Recursive function, high performance critical

Question 1

def uniop_nested(func,o_list):
 def inner(i_list):
 if isinstance(i_list[0],np.ndarray):
 return map(func, i_list)
 else:
 return map(inner, i_list)
 return inner(o_list)
def binop_nested(func, o1, o2):
 if not isinstance(o1,np.ndarray):
 return [binop_nested(func, i1, i2) for (i1,i2) in zip(o1,o2)]
 else:
 return func(o1,o2)
def add_nested(s1,s2):
 return binop_nested(np.add,s1,s2)

My code need to work with lists of ndarrays and list of lists of ndarrays. Profiling shows this is some of the most performance critical code in my project.

How can I optimise it?
Can I rewrite the recursion as a loop?
Is there nice way to rewrite, them as Cython or a C extention? (I have no experience with this)
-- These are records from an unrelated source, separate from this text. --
//! Interactive constraint editing
//!
//! These operations change how an element is constrained while keeping it
//! where the last layout pass put it: dragging an element by some pixels,
//! switching an inset to another unit, or anchoring an edge to a different
//! sibling. They read the [`PassCache`] returned by
//! [`LayeredLayout::layout_container`] and advance it, so several edits can be
//! applied between two passes.

use log::debug;

use crate::error::ConstraintError;
use crate::parser;

use super::constraint::{format_sides, Inset, Unit};
use super::engine::{percent_for, EdgeCalculator, Frame, LayeredLayout, PassCache};
use super::error::LayoutError;
use super::resolver::fix_anchors;
use super::scene::{ElementId, Scene};
use super::types::{Axis, Edges, Rect, Side};

impl LayeredLayout {
    /// Move an element by `dx`/`dy` pixels.
    ///
    /// Per axis: clipped auto edges are first pinned to their current value.
    /// If both edges are still auto, the one the element moves toward is
    /// pinned. Otherwise every fixed edge absorbs the delta.
    pub fn translate_pixels(
        &self,
        scene: &mut Scene,
        cache: &mut PassCache,
        element: ElementId,
        dx: i32,
        dy: i32,
        prefer_mm: bool,
    ) -> Result<(), LayoutError> {
        self.parent_frame(scene, element)?;
        for (axis, delta) in [(Axis::Vertical, dy), (Axis::Horizontal, dx)] {
            if delta != 0 {
                self.translate_axis(scene, cache, element, axis, delta, prefer_mm)?;
            }
        }
        Ok(())
    }

    /// [`Self::translate_pixels`] with deltas in millimetres
    pub fn translate_mm(
        &self,
        scene: &mut Scene,
        cache: &mut PassCache,
        element: ElementId,
        dx: f32,
        dy: f32,
        prefer_mm: bool,
    ) -> Result<(), LayoutError> {
        let dx = self.config.mm_to_px(dx);
        let dy = self.config.mm_to_px(dy);
        self.translate_pixels(scene, cache, element, dx, dy, prefer_mm)
    }

    fn translate_axis(
        &self,
        scene: &mut Scene,
        cache: &mut PassCache,
        element: ElementId,
        axis: Axis,
        delta: i32,
        prefer_mm: bool,
    ) -> Result<(), LayoutError> {
        let (leading, trailing) = axis.sides();
        let fixed_unit = if prefer_mm {
            Unit::Millimetres
        } else {
            Unit::Pixels
        };

        for side in [leading, trailing] {
            if scene.edge_mut(element, side).is_flexible() && cache.is_clipped(element, side) {
                self.change_units(scene, cache, element, side, fixed_unit)?;
            }
        }

        let set = scene.get_or_create_constraint(element);
        let leading_fixed = set.edge(leading).is_fixed();
        let trailing_fixed = set.edge(trailing).is_fixed();

        if !leading_fixed && !trailing_fixed {
            if delta > 0 {
                self.translate_edge(scene, cache, element, trailing, -delta, prefer_mm)?;
            } else {
                self.translate_edge(scene, cache, element, leading, delta, prefer_mm)?;
            }
            return Ok(());
        }
        if leading_fixed {
            self.translate_edge(scene, cache, element, leading, delta, prefer_mm)?;
        }
        if trailing_fixed {
            self.translate_edge(scene, cache, element, trailing, -delta, prefer_mm)?;
        }
        Ok(())
    }

    /// Grow one inset by `delta` pixels, keeping its unit.
    ///
    /// An auto inset becomes fixed (millimetres if `prefer_mm`) at its current
    /// resolved value plus `delta`. A percent inset is left untouched when the
    /// space it is a percentage of is under one pixel.
    pub fn translate_edge(
        &self,
        scene: &mut Scene,
        cache: &mut PassCache,
        element: ElementId,
        side: Side,
        delta: i32,
        prefer_mm: bool,
    ) -> Result<(), LayoutError> {
        let frame = self.parent_frame(scene, element)?;
        let state = cache.get(element, side);
        let opposite_base = cache.get(element, side.opposite()).base_value;
        let config = &self.config;

        let edge = scene.edge_mut(element, side);
        edge.inset = match edge.inset {
            Inset::Px(px) => Inset::Px(px + delta),
            Inset::Mm(mm) => Inset::Mm(mm + config.px_to_mm(delta as f32)),
            Inset::Percent(_) => {
                let relative = frame.extent(side.axis()) - state.base_value - opposite_base;
                if relative.abs() < 1 {
                    return Ok(());
                }
                let target = state.resolved_value + delta;
                Inset::Percent(percent_for(state.base_value, relative, target))
            }
            Inset::Auto => {
                let px = state.resolved_value + delta - state.base_value;
                if prefer_mm {
                    Inset::Mm(config.px_to_mm(px as f32))
                } else {
                    Inset::Px(px)
                }
            }
        };
        debug!("{} {} moved by {}px: {}", element, side, delta, edge);

        cache.entry(element, side).resolved_value += delta;
        Ok(())
    }

    /// Current magnitude of an inset in pixels. Percent and auto insets use
    /// the last resolved value minus its base.
    pub fn current_value_px(
        &self,
        scene: &Scene,
        cache: &PassCache,
        element: ElementId,
        side: Side,
    ) -> Result<i32, LayoutError> {
        scene.require(element)?;
        let Some(edge) = scene.constraint(element).map(|c| c.edge(side)) else {
            return Ok(0);
        };
        Ok(match edge.inset {
            Inset::Px(px) => px,
            Inset::Mm(mm) => self.config.mm_to_px(mm),
            Inset::Percent(_) | Inset::Auto => {
                let state = cache.get(element, side);
                state.resolved_value - state.base_value
            }
        })
    }

    /// [`Self::current_value_px`] in millimetres
    pub fn current_value_mm(
        &self,
        scene: &Scene,
        cache: &PassCache,
        element: ElementId,
        side: Side,
    ) -> Result<f32, LayoutError> {
        if let Some(Inset::Mm(mm)) = scene.constraint(element).map(|c| c.edge(side).inset) {
            return Ok(mm);
        }
        let px = self.current_value_px(scene, cache, element, side)?;
        Ok(self.config.px_to_mm(px as f32))
    }

    /// Switch an inset to another unit without moving the edge
    pub fn change_units(
        &self,
        scene: &mut Scene,
        cache: &PassCache,
        element: ElementId,
        side: Side,
        unit: Unit,
    ) -> Result<(), LayoutError> {
        let frame = self.parent_frame(scene, element)?;
        if scene.edge_mut(element, side).inset.unit() == unit {
            return Ok(());
        }

        let inset = match unit {
            Unit::Pixels => Inset::Px(self.current_value_px(scene, cache, element, side)?),
            Unit::Millimetres => Inset::Mm(self.current_value_mm(scene, cache, element, side)?),
            Unit::Percent => {
                let state = cache.get(element, side);
                let opposite_base = cache.get(element, side.opposite()).base_value;
                let relative = frame.extent(side.axis()) - state.base_value - opposite_base;
                if relative.abs() < 1 {
                    Inset::Percent(0.0)
                } else {
                    Inset::Percent(percent_for(state.base_value, relative, state.resolved_value))
                }
            }
            Unit::Auto => Inset::Auto,
        };
        debug!("{} {} converted to {}", element, side, inset);
        scene.edge_mut(element, side).inset = inset;
        Ok(())
    }

    /// Anchor an edge to `anchor` (or the container) at `position`.
    ///
    /// Fixed insets are adjusted by the difference between the old and new
    /// base values, so the edge stays where it was. Percent insets are
    /// recomputed against the space left by the new base. Auto insets just
    /// take the new anchor.
    pub fn change_reference(
        &self,
        scene: &mut Scene,
        cache: &mut PassCache,
        element: ElementId,
        side: Side,
        anchor: Option<ElementId>,
        position: f32,
    ) -> Result<(), LayoutError> {
        let frame = self.parent_frame(scene, element)?;
        if let Some(anchor) = anchor {
            scene.require(anchor)?;
        }

        let edge = scene.edge_mut(element, side);
        if edge.is_flexible() {
            edge.anchor(anchor).anchor_position(position);
            return Ok(());
        }
        if edge.anchor == anchor && edge.anchor_position == position {
            return Ok(());
        }

        let current = edge.clone();
        let mut moved = current.clone();
        moved.anchor(anchor).anchor_position(position);

        let calc = EdgeCalculator::new(scene, frame, &self.config);
        let new_base = calc.base_value(&moved);

        if let Inset::Percent(_) = current.inset {
            let opposite = scene.constraint(element).map(|c| c.edge(side.opposite()));
            let opposite_base = opposite.map_or(0, |edge| calc.base_value(edge));
            let relative = frame.extent(side.axis()) - new_base - opposite_base;
            let resolved = cache.get(element, side).resolved_value;
            let percent = if relative.abs() < 1 {
                0.0
            } else {
                percent_for(new_base, relative, resolved)
            };
            debug!(
                "{} {} re-anchored to {:?} at {}: {}%",
                element, side, anchor, position, percent
            );
            scene
                .edge_mut(element, side)
                .percent(percent)
                .anchor(anchor)
                .anchor_position(position);
            cache.entry(element, side).base_value = new_base;
            return Ok(());
        }

        let delta = calc.base_value(&current) - new_base;
        debug!(
            "{} {} re-anchored to {:?} at {}: shift {}px",
            element, side, anchor, position, delta
        );

        self.translate_edge(scene, cache, element, side, delta, true)?;
        scene
            .edge_mut(element, side)
            .anchor(anchor)
            .anchor_position(position);
        Ok(())
    }

    /// The inset an edge resolves to against the current geometry, without a layout pass
    pub fn absolute_pixels(
        &self,
        scene: &Scene,
        element: ElementId,
        side: Side,
    ) -> Result<i32, LayoutError> {
        let frame = self.parent_frame(scene, element)?;
        let Some(set) = scene.constraint(element) else {
            return Ok(0);
        };
        let calc = EdgeCalculator::new(scene, frame, &self.config);
        Ok(calc.resolve(element, set, side, &mut PassCache::new()))
    }

    /// Box bounded by an element's anchors, or by the container's inner
    /// edges on unanchored sides
    pub fn reference_box(&self, scene: &Scene, element: ElementId) -> Result<Rect, LayoutError> {
        let parent = self.parent_of(scene, element)?;
        let container = scene.node(parent);
        let padding = &container.padding;
        let anchor_of = |side: Side| {
            scene
                .constraint(element)
                .map(|c| c.edge(side))
                .and_then(|e| Some((scene.get(e.anchor?)?.outer_bounds(), e.anchor_position)))
        };

        let y = match anchor_of(Side::Top) {
            Some((outer, pos)) => (outer.y as f32 + pos * outer.height as f32) as i32,
            None => padding.top,
        };
        let x = match anchor_of(Side::Left) {
            Some((outer, pos)) => (outer.x as f32 + pos * outer.width as f32) as i32,
            None => padding.left,
        };
        let width = match anchor_of(Side::Right) {
            Some((outer, pos)) => {
                (outer.right() as f32 - pos * outer.width as f32) as i32 - x
            }
            None => container.bounds.width - x - padding.right,
        };
        let height = match anchor_of(Side::Bottom) {
            Some((outer, pos)) => {
                (outer.bottom() as f32 - pos * outer.height as f32) as i32 - y
            }
            None => container.bounds.height - y - padding.bottom,
        };
        Ok(Rect::new(x, y, width, height))
    }

    /// Set anchors from sibling indices, e.g. `"-1 0"` or `"left:2; top:-1"`.
    ///
    /// Nothing is changed if the text does not parse or an index is out of range.
    pub fn set_anchor_indices(
        &self,
        scene: &mut Scene,
        element: ElementId,
        indices: &str,
    ) -> Result<(), ConstraintError> {
        let parent = self.parent_of(scene, element)?;
        let list = parser::parse_anchor_indices(indices)?;

        let len = scene.children(parent).len();
        let mut anchors = Vec::new();
        for (side, index) in list.assignments() {
            let anchor = match index {
                Some(index) => Some(
                    scene
                        .child_at(parent, index)
                        .ok_or(LayoutError::AnchorIndexOutOfRange { index, len })?,
                ),
                None => None,
            };
            anchors.push((side, anchor));
        }

        for (side, anchor) in anchors {
            scene.edge_mut(element, side).anchor(anchor);
        }
        Ok(())
    }

    /// Anchors as sibling indices in top, right, bottom, left order; `-1` where unanchored
    pub fn anchor_indices_to_string(
        &self,
        scene: &mut Scene,
        element: ElementId,
        labeled: bool,
    ) -> Result<String, LayoutError> {
        let parent = self.parent_of(scene, element)?;
        fix_anchors(scene, parent, element);

        let indices = Edges::from_fn(|side| {
            scene
                .constraint(element)
                .and_then(|c| c.edge(side).anchor)
                .and_then(|anchor| scene.index_of(anchor))
                .map_or(-1, |index| index as i64)
        });
        Ok(format_sides(&indices, labeled, |index| index.to_string()))
    }

    fn parent_of(&self, scene: &Scene, element: ElementId) -> Result<ElementId, LayoutError> {
        scene
            .require(element)?
            .parent
            .ok_or(LayoutError::Detached { id: element })
    }

    fn parent_frame(&self, scene: &Scene, element: ElementId) -> Result<Frame, LayoutError> {
        let parent = self.parent_of(scene, element)?;
        Ok(Frame::of(scene.node(parent)))
    }
}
My Stack Overflow question here indicates that changing datatypes is probably not going to the solution.

More info:

Operands (o1 o2, s1, s2) are short lists. Profiling has shown me that using it.izip is slower.
Function return results are unlikely to be repeated. As the ndarrays are full of floats being tweaked with mathematical operations based of floats. (We are talking a large segment of Rⁿ possible values)
Functions being applied are simple, the add_nested is the most common op by far, but there are a few onthers like uniop_nested(np.zeros_like, o_list).
ndarrays are of different sizes/shapes. (so a multidimentional ndarray won't work)

Context:
This is being used for training Restricted Boltzmann Machines (RBMs) and Neural network.
I have a generic "Trainer" class,
that takes a Trainee class as a parameter.
the Trainee class exposes a few methods like:

Get_update_gradient - a function that returns (for a RBM [Restricted Boltzmann Machine]) a list containing a ndarray of weight changes and 2 ndarrays of bias changes, or (for a multilayer neural net) a list containing a list of weight matrix changes and a list of bias changes
knowledge: a property exposing either a list containing (for a RBM) a 2 bias arrays and a weight matrix or (for a neural net) a list of weight matrixes and bias arrays

It may seem that the Trainer class is simple, and unnesc, however it is moderately complex, and its use is common between the RBM and neural net classes. (Both benefit from the use of momentum and minibatchs) A typical use is:

trainee.knowledge = binop_nested(lambda current_value,update: learning_rate*update+current_value, trainee.knowledge, updates)

Question 2

If you're mostly interested in lists of ndarrays, why not replace recursion with a simple loop without all the 'isinstance' stuff?

Question 3

arager: Because it need to dig down the list (of list) til it gets down to ndArrays

Question 4

Another idea - if you know in advance at which depth the list turns into ndarray, pass that depth as an extra argument. I feel that isinstance is what causing the performance hit. Getting rid of branching would be better though.

Question 5

Does the profiling tell you how much time is spent in this code vs. in the func called from here?

Question 6

still not clear what you are trying to do, can you just give a simple example of what you are trying to do, and what the expected result is? With real functions and a chunk of your real data, since right now it still sounds a bit too fuzzy/abstract/...

Question 7

For recursion, you can try adding an @memoize decorator to it, to speed it up.

import functools
def memoize(f):
 cache= {}
 @functools.wraps(f)
 def memf(*x):
 if x not in cache:
 cache[x] = f(*x)
 return cache[x]
 return memf

Not sure if in your case it will speed up a lot, but if you try with fibonacci, you will see that it vastly speeds up the recursions, since it caches previous results.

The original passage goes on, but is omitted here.